Generally information must be made easily, directly and permanently accessible. Government guidance has previously indicated that provision on a website is sufficient, or alternatively the information could be provided during the email exchange, in an SMS message or in a brochure. It might be appropriate to place some information in email footers.
The Provision of Services Regulations 2009 (SI 2009/2999) (PSRs) will apply to the supply of most services to consumers and can apply if the trader is providing services in conjunction with goods and digital content. As is the case with the E-Commerce Regulations, the PSRs only apply to the extent that they are more extensive than, and do not conflict with, the information requirements under the CCRs.
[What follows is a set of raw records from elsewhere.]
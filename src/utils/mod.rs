//! Utilities Module
//!
//! Common utilities used across the crate.

pub mod crypto;
pub mod format;
pub mod logging;
pub mod tty;

pub use crypto::*;
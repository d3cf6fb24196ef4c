//! Key Derivation
//!
//! Re-derives the Ethereum signing key for one account index from a BIP39
//! mnemonic and optional passphrase, along `m/44'/60'/0'/0/index`.
//!
//! SECURITY: The seed and every intermediate private key are wiped before
//! return. The final scalar lives in a `Zeroizing` buffer owned by
//! `DerivedKey`.

use std::fmt;

use bip39::{Language, Mnemonic};
use bitcoin::bip32::{ChildNumber, DerivationPath, Xpriv};
use bitcoin::secp256k1::Secp256k1;
use bitcoin::Network;
use ethers_core::types::Address;
use zeroize::Zeroizing;

use crate::error::{ColdsignError, ColdsignResult};
use crate::utils::crypto::{public_key_to_address, to_checksum_address};

const PURPOSE: u32 = 44;
const COIN_TYPE_ETH: u32 = 60;
const ACCOUNT: u32 = 0;
const CHANGE_EXTERNAL: u32 = 0;

/// Signing key for one account index. Never serialized; wiped on drop.
pub struct DerivedKey {
    secret: Zeroizing<[u8; 32]>,
    address: Address,
    index: u32,
}

impl DerivedKey {
    /// Raw secp256k1 scalar. Callers must not copy it out of a zeroizing
    /// container.
    pub fn secret_bytes(&self) -> &[u8; 32] {
        &self.secret
    }

    pub fn address(&self) -> Address {
        self.address
    }

    pub fn checksum_address(&self) -> String {
        to_checksum_address(self.address.as_bytes())
    }

    pub fn index(&self) -> u32 {
        self.index
    }
}

impl fmt::Debug for DerivedKey {
    fn fmt(&self, f: &mut fmt::Formatter<'_>) -> fmt::Result {
        f.debug_struct("DerivedKey")
            .field("secret", &"[REDACTED]")
            .field("address", &self.checksum_address())
            .field("index", &self.index)
            .finish()
    }
}

/// `m/44'/60'/0'/0/index`
///
/// Indices at or above 2^31 are refused: they would silently become
/// hardened steps.
pub fn eth_derivation_path(index: u32) -> ColdsignResult<DerivationPath> {
    let leaf = ChildNumber::from_normal_idx(index).map_err(|_| {
        ColdsignError::derivation(format!(
            "account index {} out of range (must be below 2^31)",
            index
        ))
    })?;

    Ok(DerivationPath::from(vec![
        ChildNumber::from_hardened_idx(PURPOSE)?,
        ChildNumber::from_hardened_idx(COIN_TYPE_ETH)?,
        ChildNumber::from_hardened_idx(ACCOUNT)?,
        ChildNumber::from_normal_idx(CHANGE_EXTERNAL)?,
        leaf,
    ]))
}

/// Derive the signing key for `index`.
///
/// The mnemonic is checked against the English word list and its checksum
/// before any key math runs. Same inputs always give the same key.
pub fn derive_eth_key(mnemonic: &str, passphrase: &str, index: u32) -> ColdsignResult<DerivedKey> {
    let path = eth_derivation_path(index)?;
    let mnemonic = Mnemonic::parse_in(Language::English, mnemonic)?;

    let seed = Zeroizing::new(mnemonic.to_seed(passphrase));
    drop(mnemonic);

    let secp = Secp256k1::new();
    let mut master = Xpriv::new_master(Network::Bitcoin, seed.as_ref())?;
    let derived = master.derive_priv(&secp, &path);
    master.private_key.non_secure_erase();
    let mut child = derived?;

    let secret = Zeroizing::new(child.private_key.secret_bytes());
    let public = child.private_key.public_key(&secp).serialize_uncompressed();
    child.private_key.non_secure_erase();

    let address = Address::from(public_key_to_address(&public));

    Ok(DerivedKey {
        secret,
        address,
        index,
    })
}

/// Address for `index`, with the key wiped before return.
pub fn derive_address(mnemonic: &str, passphrase: &str, index: u32) -> ColdsignResult<Address> {
    let key = derive_eth_key(mnemonic, passphrase, index)?;
    Ok(key.address())
}
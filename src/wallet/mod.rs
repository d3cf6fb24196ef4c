mod derivation;
mod mnemonic;

pub use derivation::*;
pub use mnemonic::*;
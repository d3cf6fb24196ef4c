//! Transaction Intents
//!
//! Untrusted transfer requests: transport envelope, typed schema, and the
//! strict validation every intent passes before policy sees it.
//!
//! ```rust,ignore
//! use coldsign::intent;
//!
//! let json = intent::decode_envelope(scanned)?;
//! let intent = intent::parse_intent(&json)?;
//! ```

pub mod address;
pub mod amount;
pub mod envelope;
pub mod types;
pub mod validation;

pub use address::*;
pub use amount::*;
pub use envelope::*;
pub use types::*;
pub use validation::*;
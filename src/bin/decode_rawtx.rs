//! Decode a signed raw transaction offline and print its fields plus the
//! quick checks a plain transfer must pass.
//!
//! Usage: `decode_rawtx <0xRAW_TX_HEX>` or pipe the hex on stdin.
//! Exits 1 on malformed input, 0 otherwise (check results are printed, not
//! enforced).

use anyhow::{bail, Context, Result};
use std::env;
use std::io::{self, Read};

use coldsign::tx::{decode_signed_transaction, parse_raw_hex};

fn main() -> Result<()> {
    let args: Vec<String> = env::args().skip(1).collect();
    let input = match args.as_slice() {
        [] => {
            let mut buffer = String::new();
            io::stdin().read_to_string(&mut buffer)?;
            buffer
        }
        [hex] => hex.clone(),
        _ => bail!("usage: decode_rawtx <0xRAW_TX_HEX>  (or pipe via stdin)"),
    };

    let raw = parse_raw_hex(&input).context("hex decode")?;
    let decoded = decode_signed_transaction(&raw).context("tx decode")?;
    println!("{}", decoded.render());
    Ok(())
}
//! Generate a fresh 24-word BIP-39 mnemonic on an offline machine.
//!
//! Usage: `gen_mnemonic --print`. The phrase goes to stdout after a warning
//! on stderr; nothing is written anywhere else.

use anyhow::{bail, Result};
use std::env;
use std::io::{self, Write};
use std::thread;
use std::time::Duration;

use coldsign::wallet::generate_mnemonic;

const WARNING: &str = "\x1b[31m!!!!!!!!!!!!!!!!!!!!!!!!!!!!!!!!!!!!!!!!!!!!!!!
!!!  SECURITY WARNING - READ CAREFULLY      !!!
!!!!!!!!!!!!!!!!!!!!!!!!!!!!!!!!!!!!!!!!!!!!!!!
YOU ARE ABOUT TO GENERATE A WALLET MNEMONIC.

THIS WILL BE PRINTED TO STDOUT.

IF YOU ARE NOT ALONE, YOUR TERMINAL MAY BE
LOGGED, OR THIS SCREEN MAY BE RECORDED:

EXIT NOW AND REGENERATE IN A PRIVATE SESSION.
!!!!!!!!!!!!!!!!!!!!!!!!!!!!!!!!!!!!!!!!!!!!!!!\x1b[0m";

/// Time to read the warning (and hit Ctrl-C) before the phrase appears.
const WARNING_PAUSE: Duration = Duration::from_millis(1500);

fn main() -> Result<()> {
    let args: Vec<String> = env::args().skip(1).collect();
    if args.len() != 1 || args[0] != "--print" {
        bail!("usage: gen_mnemonic --print");
    }

    let phrase = generate_mnemonic()?;

    eprintln!("{}", WARNING);
    thread::sleep(WARNING_PAUSE);

    let mut stdout = io::stdout().lock();
    writeln!(stdout, "{}", phrase.as_str())?;
    stdout.flush()?;
    Ok(())
}
//! Address parsing for intent fields

use ethers_core::types::Address;

use crate::error::{ColdsignError, ColdsignResult, ErrorCode};
use crate::utils::crypto::{has_valid_checksum_case, to_checksum_address};

/// Parse a hex address: optional `0x`/`0X`, exactly 40 hex chars, and a
/// correct EIP-55 checksum when mixed case is used.
pub fn parse_address(field: &str, s: &str) -> ColdsignResult<Address> {
    let body = s
        .strip_prefix("0x")
        .or_else(|| s.strip_prefix("0X"))
        .unwrap_or(s);

    if body.len() != 40 || !body.bytes().all(|b| b.is_ascii_hexdigit()) {
        return Err(ColdsignError::invalid_address(
            field,
            format!("not a 20-byte hex address: {:?}", s),
        ));
    }
    if !has_valid_checksum_case(body) {
        return Err(ColdsignError::invalid_address(
            field,
            format!("bad EIP-55 checksum: {}", s),
        ));
    }

    let bytes = hex::decode(body)?;
    Ok(Address::from_slice(&bytes))
}

/// `parse_address` that also refuses the all-zero address.
pub fn parse_nonzero_address(field: &str, s: &str) -> ColdsignResult<Address> {
    let address = parse_address(field, s)?;
    if address.is_zero() {
        return Err(ColdsignError::new(
            ErrorCode::ZeroAddress,
            format!("{}: address must not be the zero address", field),
        ));
    }
    Ok(address)
}

/// Checksummed `0x` form for display
pub fn checksummed(address: &Address) -> String {
    to_checksum_address(address.as_bytes())
}

#[cfg(test)]
mod tests {
    use super::*;

    #[test]
    fn test_parse_variants() {
        let expected = parse_address("to", "0x5aaeb6053f3e94c9b9a09f33669435e7ef1beaed").unwrap();
        for s in [
            "5aaeb6053f3e94c9b9a09f33669435e7ef1beaed",
            "0X5AAEB6053F3E94C9B9A09F33669435E7EF1BEAED",
            "0x5aAeb6053F3E94C9b9A09f33669435E7Ef1BeAed",
        ] {
            assert_eq!(parse_address("to", s).unwrap(), expected, "{s}");
        }
        assert_eq!(checksummed(&expected), "0x5aAeb6053F3E94C9b9A09f33669435E7Ef1BeAed");
    }

    #[test]
    fn test_parse_rejects_malformed() {
        for s in [
            "",
            "0x",
            "0x5aaeb6053f3e94c9b9a09f33669435e7ef1bea",
            "0x5aaeb6053f3e94c9b9a09f33669435e7ef1beaed00",
            "0xzaaeb6053f3e94c9b9a09f33669435e7ef1beaed",
            " 0x5aaeb6053f3e94c9b9a09f33669435e7ef1beaed",
        ] {
            let err = parse_address("to", s).unwrap_err();
            assert_eq!(err.code, ErrorCode::InvalidAddress, "{s:?}");
            assert!(err.message.starts_with("to:"));
        }
    }

    #[test]
    fn test_bad_checksum_rejected() {
        let err = parse_address("to", "0x5aAeb6053F3E94C9b9A09f33669435E7Ef1BeAeD").unwrap_err();
        assert!(err.message.contains("checksum"));
    }

    #[test]
    fn test_zero_address_rejected() {
        let err = parse_nonzero_address("to", "0x0000000000000000000000000000000000000000").unwrap_err();
        assert_eq!(err.code, ErrorCode::ZeroAddress);
        assert!(parse_address("to", "0x0000000000000000000000000000000000000000").is_ok());
    }
}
Certain information must be supplied in a clear and unambiguous manner, in good time before the conclusion of the contract. The trader could provide the information during a telephone call, during the email exchange, in an SMS message, in a brochure or via a website.
The Consumer ADR Regulations
The Alternative Dispute Resolution for Consumer Disputes (Competent Authorities and Information) Regulations 2015 (SI 2015/542) (Consumer ADR Regulations) require the provision of information about any ADR entity the trader is obliged to use. In addition from 15 February 2016, all traders who form contracts online must provide at least a link to the EU platform.
The most extensive pre-contract information obligations require traders to put information on their websites, in email offers and in their terms and conditions. Less extensive obligations apply if the trader is not obliged (by law, its trade body or by contract) to use a registered ADR provider or if the trader does not contract online.
Timothy Anson, London, Paralegal also contributed to this article.